(Given records)
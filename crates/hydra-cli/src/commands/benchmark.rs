//! `hydra benchmark`: issues N synthetic `generate` calls against every
//! registered node directly (bypassing the Router, so every node is
//! actually exercised) and reports per-node latency/success-rate.
//! Grounded on `dashflow-cli/src/commands/profile.rs`'s profiling-report
//! idiom, and on the original `scripts/benchmark_cluster.py`.

use clap::Args;
use colored::Colorize;

use crate::context::AppContext;
use crate::output::{create_table, print_info};
use hydra_client::BackendClient;
use hydra_core::request::GenerationOptions;

#[derive(Args)]
pub struct BenchmarkArgs {
    /// Number of generate calls to issue per node.
    #[arg(short = 'n', long, default_value = "5")]
    requests: u32,

    /// Model to benchmark against.
    #[arg(short, long, default_value = "llama3.2:3b")]
    model: String,

    /// Prompt to send on every call.
    #[arg(long, default_value = "Say hello in one word.")]
    prompt: String,
}

struct NodeBenchmark {
    node_id: String,
    successes: u32,
    failures: u32,
    durations_ms: Vec<u64>,
}

impl NodeBenchmark {
    fn avg_ms(&self) -> f64 {
        if self.durations_ms.is_empty() {
            return 0.0;
        }
        self.durations_ms.iter().sum::<u64>() as f64 / self.durations_ms.len() as f64
    }

    fn success_rate(&self) -> f64 {
        let total = self.successes + self.failures;
        if total == 0 {
            0.0
        } else {
            f64::from(self.successes) / f64::from(total)
        }
    }
}

pub async fn run(args: BenchmarkArgs, ctx: &AppContext) -> hydra_core::Result<()> {
    let nodes = ctx.pool.node_resources();
    if nodes.is_empty() {
        print_info("No nodes discovered, nothing to benchmark.");
        return Ok(());
    }

    print_info(&format!("Benchmarking {} node(s) with {} request(s) each...", nodes.len(), args.requests));

    let mut results = Vec::with_capacity(nodes.len());
    for node in &nodes {
        let client = BackendClient::new(node.url());
        let mut bench = NodeBenchmark { node_id: node.id.0.clone(), successes: 0, failures: 0, durations_ms: Vec::new() };
        for _ in 0..args.requests {
            match client.generate(&args.model, &args.prompt, &GenerationOptions::default()).await {
                Ok(outcome) => {
                    bench.successes += 1;
                    bench.durations_ms.push(outcome.duration_ms);
                }
                Err(_) => bench.failures += 1,
            }
        }
        results.push(bench);
    }

    let mut table = create_table();
    table.set_header(vec!["Node", "Requests", "Success Rate", "Avg Latency"]);
    for bench in &results {
        let rate = format!("{:.0}%", bench.success_rate() * 100.0);
        let rate = if bench.success_rate() < 1.0 { rate.bright_yellow().to_string() } else { rate.bright_green().to_string() };
        table.add_row(vec![
            bench.node_id.clone(),
            format!("{}", bench.successes + bench.failures),
            rate,
            format!("{:.0}ms", bench.avg_ms()),
        ]);
    }
    println!("{table}");
    Ok(())
}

(Work task) Quote every line of the records above, from the first down to the one holding "on every call.", exactly as written.

(Result for this task)
filename crates/hydra-cli/src/commands/benchmark.rs
//! `hydra benchmark`: issues N synthetic `generate` calls against every
//! registered node directly (bypassing the Router, so every node is
//! actually exercised) and reports per-node latency/success-rate.
//! Grounded on `dashflow-cli/src/commands/profile.rs`'s profiling-report
//! idiom, and on the original `scripts/benchmark_cluster.py`.

use clap::Args;
use colored::Colorize;

use crate::context::AppContext;
use crate::output::{create_table, print_info};
use hydra_client::BackendClient;
use hydra_core::request::GenerationOptions;

#[derive(Args)]
pub struct BenchmarkArgs {
    /// Number of generate calls to issue per node.
    #[arg(short = 'n', long, default_value = "5")]
    requests: u32,

    /// Model to benchmark against.
    #[arg(short, long, default_value = "llama3.2:3b")]
    model: String,

    /// Prompt to send on every call.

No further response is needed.